-------- THE INPUT

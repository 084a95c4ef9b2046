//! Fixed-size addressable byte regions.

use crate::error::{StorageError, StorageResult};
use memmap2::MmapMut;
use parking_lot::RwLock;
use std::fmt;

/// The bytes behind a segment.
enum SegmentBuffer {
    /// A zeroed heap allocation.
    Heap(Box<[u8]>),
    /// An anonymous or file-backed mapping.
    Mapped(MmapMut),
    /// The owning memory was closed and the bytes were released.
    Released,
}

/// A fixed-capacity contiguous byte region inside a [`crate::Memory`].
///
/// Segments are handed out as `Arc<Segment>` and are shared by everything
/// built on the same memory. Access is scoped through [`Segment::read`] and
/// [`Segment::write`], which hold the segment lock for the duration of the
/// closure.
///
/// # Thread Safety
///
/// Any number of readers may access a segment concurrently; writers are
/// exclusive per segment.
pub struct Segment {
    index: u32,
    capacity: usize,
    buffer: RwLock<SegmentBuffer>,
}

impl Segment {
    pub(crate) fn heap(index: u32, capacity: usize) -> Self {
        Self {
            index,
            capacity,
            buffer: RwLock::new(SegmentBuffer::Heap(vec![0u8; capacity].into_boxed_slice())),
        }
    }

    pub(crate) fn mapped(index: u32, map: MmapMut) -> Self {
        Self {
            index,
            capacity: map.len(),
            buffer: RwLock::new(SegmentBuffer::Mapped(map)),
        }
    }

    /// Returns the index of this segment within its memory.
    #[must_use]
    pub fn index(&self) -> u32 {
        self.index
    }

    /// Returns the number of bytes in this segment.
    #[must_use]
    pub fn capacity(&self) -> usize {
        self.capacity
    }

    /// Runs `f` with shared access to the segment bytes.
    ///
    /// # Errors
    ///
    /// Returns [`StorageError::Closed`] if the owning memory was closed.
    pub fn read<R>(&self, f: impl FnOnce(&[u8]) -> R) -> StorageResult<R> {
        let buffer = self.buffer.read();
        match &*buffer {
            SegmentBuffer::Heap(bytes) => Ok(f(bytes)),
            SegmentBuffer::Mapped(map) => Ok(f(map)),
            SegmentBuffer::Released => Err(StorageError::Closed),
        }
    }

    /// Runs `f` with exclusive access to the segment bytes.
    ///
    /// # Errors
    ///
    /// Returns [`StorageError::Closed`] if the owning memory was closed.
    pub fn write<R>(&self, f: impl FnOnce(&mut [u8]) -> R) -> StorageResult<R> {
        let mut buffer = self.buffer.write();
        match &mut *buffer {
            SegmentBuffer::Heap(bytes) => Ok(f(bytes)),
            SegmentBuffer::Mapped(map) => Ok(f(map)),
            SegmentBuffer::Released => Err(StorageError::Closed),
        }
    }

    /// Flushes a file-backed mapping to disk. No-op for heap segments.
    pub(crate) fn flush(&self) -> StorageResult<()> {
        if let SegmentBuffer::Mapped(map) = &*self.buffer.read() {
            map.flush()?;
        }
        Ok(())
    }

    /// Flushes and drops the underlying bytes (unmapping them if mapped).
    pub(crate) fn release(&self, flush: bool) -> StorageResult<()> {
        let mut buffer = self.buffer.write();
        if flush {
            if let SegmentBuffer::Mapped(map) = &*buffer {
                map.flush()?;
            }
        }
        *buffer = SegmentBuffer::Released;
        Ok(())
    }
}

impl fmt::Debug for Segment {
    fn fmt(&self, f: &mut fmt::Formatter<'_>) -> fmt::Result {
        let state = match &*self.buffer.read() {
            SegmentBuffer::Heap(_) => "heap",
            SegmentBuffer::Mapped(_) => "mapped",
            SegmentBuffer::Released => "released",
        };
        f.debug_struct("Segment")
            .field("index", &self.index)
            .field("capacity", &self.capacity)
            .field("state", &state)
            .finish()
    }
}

----------------

WHAT TO WORK ON:
Repeat the records. Match them exactly.

ANSWER TO THIS TASK:
repository 084a95c4ef9b2046
//! Fixed-size addressable byte regions.

use crate::error::{StorageError, StorageResult};
use memmap2::MmapMut;
use parking_lot::RwLock;
use std::fmt;

/// The bytes behind a segment.
enum SegmentBuffer {
    /// A zeroed heap allocation.
    Heap(Box<[u8]>),
    /// An anonymous or file-backed mapping.
    Mapped(MmapMut),
    /// The owning memory was closed and the bytes were released.
    Released,
}

/// A fixed-capacity contiguous byte region inside a [`crate::Memory`].
///
/// Segments are handed out as `Arc<Segment>` and are shared by everything
/// built on the same memory. Access is scoped through [`Segment::read`] and
/// [`Segment::write`], which hold the segment lock for the duration of the
/// closure.
///
/// # Thread Safety
///
/// Any number of readers may access a segment concurrently; writers are
/// exclusive per segment.
pub struct Segment {
    index: u32,
    capacity: usize,
    buffer: RwLock<SegmentBuffer>,
}

impl Segment {
    pub(crate) fn heap(index: u32, capacity: usize) -> Self {
        Self {
            index,
            capacity,
            buffer: RwLock::new(SegmentBuffer::Heap(vec![0u8; capacity].into_boxed_slice())),
        }
    }

    pub(crate) fn mapped(index: u32, map: MmapMut) -> Self {
        Self {
            index,
            capacity: map.len(),
            buffer: RwLock::new(SegmentBuffer::Mapped(map)),
        }
    }

    /// Returns the index of this segment within its memory.
    #[must_use]
    pub fn index(&self) -> u32 {
        self.index
    }

    /// Returns the number of bytes in this segment.
    #[must_use]
    pub fn capacity(&self) -> usize {
        self.capacity
    }

    /// Runs `f` with shared access to the segment bytes.
    ///
    /// # Errors
    ///
    /// Returns [`StorageError::Closed`] if the owning memory was closed.
    pub fn read<R>(&self, f: impl FnOnce(&[u8]) -> R) -> StorageResult<R> {
        let buffer = self.buffer.read();
        match &*buffer {
            SegmentBuffer::Heap(bytes) => Ok(f(bytes)),
            SegmentBuffer::Mapped(map) => Ok(f(map)),
            SegmentBuffer::Released => Err(StorageError::Closed),
        }
    }

    /// Runs `f` with exclusive access to the segment bytes.
    ///
    /// # Errors
    ///
    /// Returns [`StorageError::Closed`] if the owning memory was closed.
    pub fn write<R>(&self, f: impl FnOnce(&mut [u8]) -> R) -> StorageResult<R> {
        let mut buffer = self.buffer.write();
        match &mut *buffer {
            SegmentBuffer::Heap(bytes) => Ok(f(bytes)),
            SegmentBuffer::Mapped(map) => Ok(f(map)),
            SegmentBuffer::Released => Err(StorageError::Closed),
        }
    }

    /// Flushes a file-backed mapping to disk. No-op for heap segments.
    pub(crate) fn flush(&self) -> StorageResult<()> {
        if let SegmentBuffer::Mapped(map) = &*self.buffer.read() {
            map.flush()?;
        }
        Ok(())
    }

    /// Flushes and drops the underlying bytes (unmapping them if mapped).
    pub(crate) fn release(&self, flush: bool) -> StorageResult<()> {
        let mut buffer = self.buffer.write();
        if flush {
            if let SegmentBuffer::Mapped(map) = &*buffer {
                map.flush()?;
            }
        }
        *buffer = SegmentBuffer::Released;
        Ok(())
    }
}

impl fmt::Debug for Segment {
    fn fmt(&self, f: &mut fmt::Formatter<'_>) -> fmt::Result {
        let state = match &*self.buffer.read() {
            SegmentBuffer::Heap(_) => "heap",
            SegmentBuffer::Mapped(_) => "mapped",
            SegmentBuffer::Released => "released",
        };
        f.debug_struct("Segment")
            .field("index", &self.index)
            .field("capacity", &self.capacity)
            .field("state", &state)
            .finish()
    }
}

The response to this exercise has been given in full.